# Work instructions:
Every line that contains "level" must be located and copied from the data.

# Records supplied:
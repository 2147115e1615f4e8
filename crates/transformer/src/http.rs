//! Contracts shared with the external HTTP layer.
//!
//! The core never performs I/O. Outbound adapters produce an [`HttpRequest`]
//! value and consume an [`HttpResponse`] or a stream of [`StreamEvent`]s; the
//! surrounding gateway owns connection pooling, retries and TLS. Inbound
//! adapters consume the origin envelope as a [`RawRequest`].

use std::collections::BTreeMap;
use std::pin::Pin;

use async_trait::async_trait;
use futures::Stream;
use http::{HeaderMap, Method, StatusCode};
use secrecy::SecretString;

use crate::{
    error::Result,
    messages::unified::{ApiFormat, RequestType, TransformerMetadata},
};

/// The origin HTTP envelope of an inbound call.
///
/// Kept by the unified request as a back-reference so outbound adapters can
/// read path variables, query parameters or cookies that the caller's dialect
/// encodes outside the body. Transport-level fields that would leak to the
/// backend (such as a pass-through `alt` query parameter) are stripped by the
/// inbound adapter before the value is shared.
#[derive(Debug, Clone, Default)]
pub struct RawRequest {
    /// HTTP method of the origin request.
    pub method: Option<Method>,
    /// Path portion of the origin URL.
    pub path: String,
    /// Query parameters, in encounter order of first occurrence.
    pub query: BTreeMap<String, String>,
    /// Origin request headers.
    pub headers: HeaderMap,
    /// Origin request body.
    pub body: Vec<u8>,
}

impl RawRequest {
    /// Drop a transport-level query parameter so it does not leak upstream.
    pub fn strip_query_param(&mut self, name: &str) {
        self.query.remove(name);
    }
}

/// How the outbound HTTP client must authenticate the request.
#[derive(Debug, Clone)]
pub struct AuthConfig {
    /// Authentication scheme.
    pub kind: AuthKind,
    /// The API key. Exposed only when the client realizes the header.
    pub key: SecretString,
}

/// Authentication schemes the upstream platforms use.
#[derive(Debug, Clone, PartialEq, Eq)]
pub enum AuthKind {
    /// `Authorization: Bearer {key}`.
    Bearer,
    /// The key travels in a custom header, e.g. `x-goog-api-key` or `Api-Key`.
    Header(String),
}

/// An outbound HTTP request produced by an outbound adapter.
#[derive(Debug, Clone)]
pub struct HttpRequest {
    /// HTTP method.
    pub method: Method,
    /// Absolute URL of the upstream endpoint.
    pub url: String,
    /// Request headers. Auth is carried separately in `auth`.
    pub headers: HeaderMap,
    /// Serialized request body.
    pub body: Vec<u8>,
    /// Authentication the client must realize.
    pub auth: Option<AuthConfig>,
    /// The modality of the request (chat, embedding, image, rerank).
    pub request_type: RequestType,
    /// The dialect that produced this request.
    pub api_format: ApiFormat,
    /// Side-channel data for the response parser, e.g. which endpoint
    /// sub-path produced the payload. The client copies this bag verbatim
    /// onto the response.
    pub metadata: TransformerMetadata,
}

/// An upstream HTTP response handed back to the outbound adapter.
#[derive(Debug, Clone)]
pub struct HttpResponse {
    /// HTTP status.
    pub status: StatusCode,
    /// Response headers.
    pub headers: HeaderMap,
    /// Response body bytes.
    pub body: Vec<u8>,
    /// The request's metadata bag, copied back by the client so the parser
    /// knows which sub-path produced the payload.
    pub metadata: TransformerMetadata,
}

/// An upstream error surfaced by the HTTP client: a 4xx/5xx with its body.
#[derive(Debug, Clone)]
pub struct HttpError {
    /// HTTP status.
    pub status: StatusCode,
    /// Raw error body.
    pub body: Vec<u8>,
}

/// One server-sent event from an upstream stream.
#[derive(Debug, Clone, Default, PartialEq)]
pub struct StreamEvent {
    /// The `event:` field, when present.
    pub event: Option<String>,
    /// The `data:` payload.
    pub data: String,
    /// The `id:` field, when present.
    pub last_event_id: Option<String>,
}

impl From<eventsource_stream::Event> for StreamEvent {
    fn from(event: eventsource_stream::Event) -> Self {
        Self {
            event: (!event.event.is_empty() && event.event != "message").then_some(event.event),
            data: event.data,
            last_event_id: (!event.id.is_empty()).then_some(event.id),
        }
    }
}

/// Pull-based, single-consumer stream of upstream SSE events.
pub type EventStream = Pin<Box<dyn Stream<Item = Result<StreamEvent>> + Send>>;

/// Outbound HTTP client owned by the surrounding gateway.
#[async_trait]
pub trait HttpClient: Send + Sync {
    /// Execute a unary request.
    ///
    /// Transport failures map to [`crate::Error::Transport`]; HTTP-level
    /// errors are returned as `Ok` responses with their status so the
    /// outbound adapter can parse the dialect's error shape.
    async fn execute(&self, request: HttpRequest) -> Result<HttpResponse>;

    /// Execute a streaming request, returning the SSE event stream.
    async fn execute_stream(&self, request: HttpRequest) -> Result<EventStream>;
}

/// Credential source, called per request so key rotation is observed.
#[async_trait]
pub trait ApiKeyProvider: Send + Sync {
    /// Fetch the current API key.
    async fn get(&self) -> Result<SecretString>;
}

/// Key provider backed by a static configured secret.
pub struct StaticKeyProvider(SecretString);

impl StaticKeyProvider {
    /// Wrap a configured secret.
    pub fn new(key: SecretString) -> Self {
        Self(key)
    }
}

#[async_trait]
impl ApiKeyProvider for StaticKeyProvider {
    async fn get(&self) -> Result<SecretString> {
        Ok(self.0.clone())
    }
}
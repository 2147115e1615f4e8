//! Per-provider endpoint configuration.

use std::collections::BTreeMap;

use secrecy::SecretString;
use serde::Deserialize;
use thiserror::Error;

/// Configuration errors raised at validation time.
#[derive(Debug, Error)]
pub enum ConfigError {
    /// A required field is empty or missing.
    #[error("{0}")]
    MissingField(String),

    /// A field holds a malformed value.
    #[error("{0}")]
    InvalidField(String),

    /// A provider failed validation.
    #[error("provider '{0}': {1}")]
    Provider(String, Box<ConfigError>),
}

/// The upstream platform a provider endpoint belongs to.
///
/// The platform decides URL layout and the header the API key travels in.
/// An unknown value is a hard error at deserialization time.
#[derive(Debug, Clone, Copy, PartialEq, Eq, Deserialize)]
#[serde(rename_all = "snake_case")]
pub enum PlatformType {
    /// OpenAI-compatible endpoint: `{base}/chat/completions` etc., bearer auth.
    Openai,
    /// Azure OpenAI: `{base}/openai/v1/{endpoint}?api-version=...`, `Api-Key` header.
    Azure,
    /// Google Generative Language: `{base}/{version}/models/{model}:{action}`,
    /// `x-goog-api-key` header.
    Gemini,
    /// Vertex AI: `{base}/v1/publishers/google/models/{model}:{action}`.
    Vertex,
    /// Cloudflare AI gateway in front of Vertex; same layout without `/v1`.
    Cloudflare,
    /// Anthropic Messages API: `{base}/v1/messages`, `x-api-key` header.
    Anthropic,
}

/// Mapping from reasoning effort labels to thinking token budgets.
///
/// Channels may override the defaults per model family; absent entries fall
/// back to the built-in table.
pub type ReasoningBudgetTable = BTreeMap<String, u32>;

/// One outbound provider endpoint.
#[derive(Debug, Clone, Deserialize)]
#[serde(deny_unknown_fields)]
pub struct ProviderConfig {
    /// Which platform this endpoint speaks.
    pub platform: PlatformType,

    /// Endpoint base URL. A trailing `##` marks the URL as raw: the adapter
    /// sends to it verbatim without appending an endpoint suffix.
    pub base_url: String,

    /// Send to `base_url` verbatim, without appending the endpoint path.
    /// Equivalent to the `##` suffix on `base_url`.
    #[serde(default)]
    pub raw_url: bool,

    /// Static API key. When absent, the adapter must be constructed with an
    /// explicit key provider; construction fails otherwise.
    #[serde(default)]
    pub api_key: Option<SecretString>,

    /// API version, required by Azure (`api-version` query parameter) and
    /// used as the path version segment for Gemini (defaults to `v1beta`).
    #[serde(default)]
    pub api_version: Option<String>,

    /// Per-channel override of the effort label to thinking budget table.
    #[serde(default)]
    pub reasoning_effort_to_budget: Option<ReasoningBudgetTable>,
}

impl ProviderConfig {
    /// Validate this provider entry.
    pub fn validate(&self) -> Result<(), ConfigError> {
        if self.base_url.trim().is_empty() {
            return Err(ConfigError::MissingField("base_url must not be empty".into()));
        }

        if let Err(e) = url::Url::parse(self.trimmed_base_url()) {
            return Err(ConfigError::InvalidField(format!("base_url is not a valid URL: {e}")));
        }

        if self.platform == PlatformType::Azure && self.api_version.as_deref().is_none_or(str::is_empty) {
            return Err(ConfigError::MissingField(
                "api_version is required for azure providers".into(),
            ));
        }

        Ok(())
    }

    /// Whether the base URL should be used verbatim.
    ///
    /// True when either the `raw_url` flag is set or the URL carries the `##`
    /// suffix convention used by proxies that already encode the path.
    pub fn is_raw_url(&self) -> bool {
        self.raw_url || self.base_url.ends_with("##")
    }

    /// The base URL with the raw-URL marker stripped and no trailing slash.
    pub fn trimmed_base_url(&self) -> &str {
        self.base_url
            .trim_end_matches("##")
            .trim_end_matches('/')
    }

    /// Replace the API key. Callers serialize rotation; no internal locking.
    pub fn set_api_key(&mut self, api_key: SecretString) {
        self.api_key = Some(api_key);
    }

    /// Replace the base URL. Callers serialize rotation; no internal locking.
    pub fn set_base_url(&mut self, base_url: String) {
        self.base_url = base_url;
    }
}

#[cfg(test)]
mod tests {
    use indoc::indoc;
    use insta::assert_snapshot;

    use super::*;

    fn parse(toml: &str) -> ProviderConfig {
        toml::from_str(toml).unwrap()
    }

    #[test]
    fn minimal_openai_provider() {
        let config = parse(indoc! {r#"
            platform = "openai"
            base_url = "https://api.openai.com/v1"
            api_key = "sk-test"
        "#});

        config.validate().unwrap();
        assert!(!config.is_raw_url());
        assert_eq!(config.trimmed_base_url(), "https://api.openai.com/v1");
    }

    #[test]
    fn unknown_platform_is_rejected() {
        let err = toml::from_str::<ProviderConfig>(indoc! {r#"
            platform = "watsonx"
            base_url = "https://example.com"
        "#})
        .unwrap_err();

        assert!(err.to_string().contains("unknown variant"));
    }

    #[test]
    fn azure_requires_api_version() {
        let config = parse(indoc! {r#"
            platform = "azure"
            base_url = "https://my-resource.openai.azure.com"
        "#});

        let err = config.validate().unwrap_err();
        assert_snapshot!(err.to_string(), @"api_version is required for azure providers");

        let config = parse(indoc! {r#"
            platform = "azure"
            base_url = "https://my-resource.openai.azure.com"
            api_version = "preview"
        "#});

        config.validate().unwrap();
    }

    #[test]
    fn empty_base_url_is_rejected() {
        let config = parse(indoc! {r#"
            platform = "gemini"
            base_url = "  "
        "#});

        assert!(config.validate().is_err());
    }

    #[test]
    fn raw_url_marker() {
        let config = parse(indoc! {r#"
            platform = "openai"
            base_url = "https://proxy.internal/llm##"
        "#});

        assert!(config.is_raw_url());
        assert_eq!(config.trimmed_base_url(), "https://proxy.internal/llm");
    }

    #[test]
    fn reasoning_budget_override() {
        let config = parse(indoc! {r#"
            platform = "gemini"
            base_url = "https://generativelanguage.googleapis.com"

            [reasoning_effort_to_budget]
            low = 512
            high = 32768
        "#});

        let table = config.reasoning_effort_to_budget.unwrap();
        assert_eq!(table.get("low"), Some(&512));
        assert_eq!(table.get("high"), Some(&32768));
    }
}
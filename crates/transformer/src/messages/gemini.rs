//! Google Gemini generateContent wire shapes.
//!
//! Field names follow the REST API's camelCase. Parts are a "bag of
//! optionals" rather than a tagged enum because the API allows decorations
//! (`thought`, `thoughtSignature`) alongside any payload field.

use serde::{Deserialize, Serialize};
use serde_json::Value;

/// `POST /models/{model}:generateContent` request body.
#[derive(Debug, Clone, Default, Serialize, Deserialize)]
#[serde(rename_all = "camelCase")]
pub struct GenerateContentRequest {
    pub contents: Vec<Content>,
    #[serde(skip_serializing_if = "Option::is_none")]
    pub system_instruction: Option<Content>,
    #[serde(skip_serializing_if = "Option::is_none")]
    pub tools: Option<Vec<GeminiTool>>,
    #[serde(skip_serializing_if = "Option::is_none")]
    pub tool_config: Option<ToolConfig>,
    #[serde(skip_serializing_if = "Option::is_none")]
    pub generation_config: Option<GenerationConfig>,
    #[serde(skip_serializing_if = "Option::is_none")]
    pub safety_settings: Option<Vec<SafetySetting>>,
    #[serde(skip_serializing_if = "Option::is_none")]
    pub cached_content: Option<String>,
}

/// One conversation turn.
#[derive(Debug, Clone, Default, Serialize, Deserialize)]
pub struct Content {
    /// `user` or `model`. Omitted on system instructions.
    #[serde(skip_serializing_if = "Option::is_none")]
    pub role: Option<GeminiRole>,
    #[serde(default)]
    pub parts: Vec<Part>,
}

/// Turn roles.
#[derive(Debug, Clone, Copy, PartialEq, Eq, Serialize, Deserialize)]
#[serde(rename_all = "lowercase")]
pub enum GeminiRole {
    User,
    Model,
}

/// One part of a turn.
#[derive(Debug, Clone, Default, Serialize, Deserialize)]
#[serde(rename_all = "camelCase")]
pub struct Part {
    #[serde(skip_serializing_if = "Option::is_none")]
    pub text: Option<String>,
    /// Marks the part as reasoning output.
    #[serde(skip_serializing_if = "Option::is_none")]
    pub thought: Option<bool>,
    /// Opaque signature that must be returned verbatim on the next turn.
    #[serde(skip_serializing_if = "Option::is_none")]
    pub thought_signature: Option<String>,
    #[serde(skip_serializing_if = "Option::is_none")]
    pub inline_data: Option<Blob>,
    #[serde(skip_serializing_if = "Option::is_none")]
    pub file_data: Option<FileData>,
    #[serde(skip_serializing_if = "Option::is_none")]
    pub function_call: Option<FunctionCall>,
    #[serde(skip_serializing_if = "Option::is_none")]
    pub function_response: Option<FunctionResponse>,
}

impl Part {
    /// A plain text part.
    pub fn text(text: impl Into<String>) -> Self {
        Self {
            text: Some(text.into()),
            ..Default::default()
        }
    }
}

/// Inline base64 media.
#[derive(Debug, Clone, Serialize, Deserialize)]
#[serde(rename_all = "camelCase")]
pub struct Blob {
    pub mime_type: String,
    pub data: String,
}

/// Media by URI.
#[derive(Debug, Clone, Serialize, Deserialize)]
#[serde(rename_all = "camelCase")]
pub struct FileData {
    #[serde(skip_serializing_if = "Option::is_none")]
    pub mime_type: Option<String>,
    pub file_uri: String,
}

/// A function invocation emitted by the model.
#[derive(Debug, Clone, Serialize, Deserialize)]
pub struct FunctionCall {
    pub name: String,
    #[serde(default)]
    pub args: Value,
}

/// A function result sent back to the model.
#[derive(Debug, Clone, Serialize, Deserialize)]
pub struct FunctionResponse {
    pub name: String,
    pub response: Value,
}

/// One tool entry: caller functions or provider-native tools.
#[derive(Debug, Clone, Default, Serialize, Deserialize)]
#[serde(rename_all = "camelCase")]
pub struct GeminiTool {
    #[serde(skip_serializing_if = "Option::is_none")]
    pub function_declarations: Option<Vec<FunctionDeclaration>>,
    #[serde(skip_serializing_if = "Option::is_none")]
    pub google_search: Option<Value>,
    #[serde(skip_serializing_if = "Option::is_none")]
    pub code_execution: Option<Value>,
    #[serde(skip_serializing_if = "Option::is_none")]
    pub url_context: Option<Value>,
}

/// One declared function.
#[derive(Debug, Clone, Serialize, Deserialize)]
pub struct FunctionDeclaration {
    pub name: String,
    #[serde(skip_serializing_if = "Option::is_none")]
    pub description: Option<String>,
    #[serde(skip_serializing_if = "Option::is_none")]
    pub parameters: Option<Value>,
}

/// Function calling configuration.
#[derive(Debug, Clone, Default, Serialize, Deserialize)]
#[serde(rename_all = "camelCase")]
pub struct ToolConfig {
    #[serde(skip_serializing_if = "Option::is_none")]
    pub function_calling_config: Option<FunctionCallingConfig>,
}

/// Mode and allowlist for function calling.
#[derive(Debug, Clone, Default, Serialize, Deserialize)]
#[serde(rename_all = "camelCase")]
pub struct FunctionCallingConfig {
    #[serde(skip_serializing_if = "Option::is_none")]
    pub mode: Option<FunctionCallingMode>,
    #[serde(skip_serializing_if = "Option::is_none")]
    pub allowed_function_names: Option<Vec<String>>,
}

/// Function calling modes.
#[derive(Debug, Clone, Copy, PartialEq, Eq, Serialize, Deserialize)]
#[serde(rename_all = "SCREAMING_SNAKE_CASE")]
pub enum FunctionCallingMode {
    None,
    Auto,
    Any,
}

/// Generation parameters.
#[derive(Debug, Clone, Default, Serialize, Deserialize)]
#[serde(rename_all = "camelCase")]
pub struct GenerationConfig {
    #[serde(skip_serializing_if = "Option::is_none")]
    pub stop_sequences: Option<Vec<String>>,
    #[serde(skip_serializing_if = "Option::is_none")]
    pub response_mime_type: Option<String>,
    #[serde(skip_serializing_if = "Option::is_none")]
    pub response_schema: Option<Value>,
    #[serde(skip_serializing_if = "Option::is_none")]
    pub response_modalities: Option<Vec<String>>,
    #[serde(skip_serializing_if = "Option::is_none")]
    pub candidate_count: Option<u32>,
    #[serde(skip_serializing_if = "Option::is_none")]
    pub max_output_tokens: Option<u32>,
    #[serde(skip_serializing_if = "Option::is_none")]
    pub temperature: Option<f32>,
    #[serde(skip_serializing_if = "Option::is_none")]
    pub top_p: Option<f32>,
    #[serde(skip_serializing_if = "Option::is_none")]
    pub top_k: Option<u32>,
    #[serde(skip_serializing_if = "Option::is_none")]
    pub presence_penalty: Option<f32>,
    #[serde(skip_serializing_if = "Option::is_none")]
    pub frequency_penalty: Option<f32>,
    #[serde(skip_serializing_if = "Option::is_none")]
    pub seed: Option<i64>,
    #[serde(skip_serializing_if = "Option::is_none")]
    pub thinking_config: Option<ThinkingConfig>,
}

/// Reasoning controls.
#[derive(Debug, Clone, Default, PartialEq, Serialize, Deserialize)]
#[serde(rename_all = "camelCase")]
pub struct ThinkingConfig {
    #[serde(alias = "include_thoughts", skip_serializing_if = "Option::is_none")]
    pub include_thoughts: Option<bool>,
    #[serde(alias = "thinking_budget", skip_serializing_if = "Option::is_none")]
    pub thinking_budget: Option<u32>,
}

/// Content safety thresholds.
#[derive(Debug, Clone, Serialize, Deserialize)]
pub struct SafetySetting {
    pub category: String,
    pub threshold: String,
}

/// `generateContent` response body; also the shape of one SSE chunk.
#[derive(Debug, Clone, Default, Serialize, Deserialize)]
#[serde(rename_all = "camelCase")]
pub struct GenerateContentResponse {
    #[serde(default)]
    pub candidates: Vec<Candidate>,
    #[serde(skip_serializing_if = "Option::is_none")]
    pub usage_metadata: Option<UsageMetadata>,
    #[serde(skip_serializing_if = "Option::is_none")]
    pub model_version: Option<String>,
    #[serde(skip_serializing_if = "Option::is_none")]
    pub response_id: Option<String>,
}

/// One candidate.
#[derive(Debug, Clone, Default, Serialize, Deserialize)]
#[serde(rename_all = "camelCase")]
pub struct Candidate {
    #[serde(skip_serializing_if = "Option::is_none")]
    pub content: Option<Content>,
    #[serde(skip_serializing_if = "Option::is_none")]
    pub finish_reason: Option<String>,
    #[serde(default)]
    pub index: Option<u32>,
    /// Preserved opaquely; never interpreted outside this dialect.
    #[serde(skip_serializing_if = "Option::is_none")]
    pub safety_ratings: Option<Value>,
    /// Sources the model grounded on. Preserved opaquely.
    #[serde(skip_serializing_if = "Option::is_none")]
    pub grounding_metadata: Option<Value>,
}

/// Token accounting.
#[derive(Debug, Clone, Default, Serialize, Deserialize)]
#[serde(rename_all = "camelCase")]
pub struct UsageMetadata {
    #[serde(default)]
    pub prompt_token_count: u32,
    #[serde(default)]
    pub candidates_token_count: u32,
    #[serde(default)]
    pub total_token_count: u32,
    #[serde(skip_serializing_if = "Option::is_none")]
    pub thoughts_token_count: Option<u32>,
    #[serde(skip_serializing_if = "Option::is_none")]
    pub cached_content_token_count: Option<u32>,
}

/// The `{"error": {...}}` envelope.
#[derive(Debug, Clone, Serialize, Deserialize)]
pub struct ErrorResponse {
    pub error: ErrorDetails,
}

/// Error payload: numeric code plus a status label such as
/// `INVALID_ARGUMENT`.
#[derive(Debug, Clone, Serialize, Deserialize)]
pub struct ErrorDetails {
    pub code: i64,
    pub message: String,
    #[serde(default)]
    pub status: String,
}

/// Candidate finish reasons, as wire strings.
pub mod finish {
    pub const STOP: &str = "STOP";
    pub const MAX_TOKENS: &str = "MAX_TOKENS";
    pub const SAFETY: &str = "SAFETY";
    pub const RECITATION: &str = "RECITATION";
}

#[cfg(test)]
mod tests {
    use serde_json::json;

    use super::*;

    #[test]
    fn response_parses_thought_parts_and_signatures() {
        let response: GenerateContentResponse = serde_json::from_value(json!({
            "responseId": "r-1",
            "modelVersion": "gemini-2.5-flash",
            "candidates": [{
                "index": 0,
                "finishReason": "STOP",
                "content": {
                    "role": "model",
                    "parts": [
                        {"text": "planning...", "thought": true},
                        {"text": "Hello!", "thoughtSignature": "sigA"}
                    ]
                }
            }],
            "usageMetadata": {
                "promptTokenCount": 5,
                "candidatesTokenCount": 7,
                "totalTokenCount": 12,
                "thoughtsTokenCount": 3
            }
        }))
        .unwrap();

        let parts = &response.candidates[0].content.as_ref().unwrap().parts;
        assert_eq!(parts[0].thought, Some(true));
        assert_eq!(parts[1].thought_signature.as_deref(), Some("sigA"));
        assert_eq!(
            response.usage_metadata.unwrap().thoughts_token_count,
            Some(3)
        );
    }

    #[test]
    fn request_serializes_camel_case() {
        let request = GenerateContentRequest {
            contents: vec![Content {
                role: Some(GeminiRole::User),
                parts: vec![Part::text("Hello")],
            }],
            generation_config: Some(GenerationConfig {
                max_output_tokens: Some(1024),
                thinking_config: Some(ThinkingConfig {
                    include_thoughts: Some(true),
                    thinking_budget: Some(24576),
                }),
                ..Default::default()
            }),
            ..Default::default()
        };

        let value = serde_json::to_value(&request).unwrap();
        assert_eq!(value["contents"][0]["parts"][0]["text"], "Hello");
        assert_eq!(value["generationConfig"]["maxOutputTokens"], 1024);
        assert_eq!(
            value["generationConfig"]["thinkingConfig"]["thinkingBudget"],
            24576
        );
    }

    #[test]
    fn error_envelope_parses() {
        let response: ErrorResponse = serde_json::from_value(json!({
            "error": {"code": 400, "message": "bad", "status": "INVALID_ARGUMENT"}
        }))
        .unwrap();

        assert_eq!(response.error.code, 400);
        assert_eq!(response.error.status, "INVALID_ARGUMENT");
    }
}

# Solved problem:
/// encodes outside the body. Transport-level fields that would leak to the
    /// Drop a transport-level query parameter so it does not leak upstream.
    /// Transport failures map to [`crate::Error::Transport`]; HTTP-level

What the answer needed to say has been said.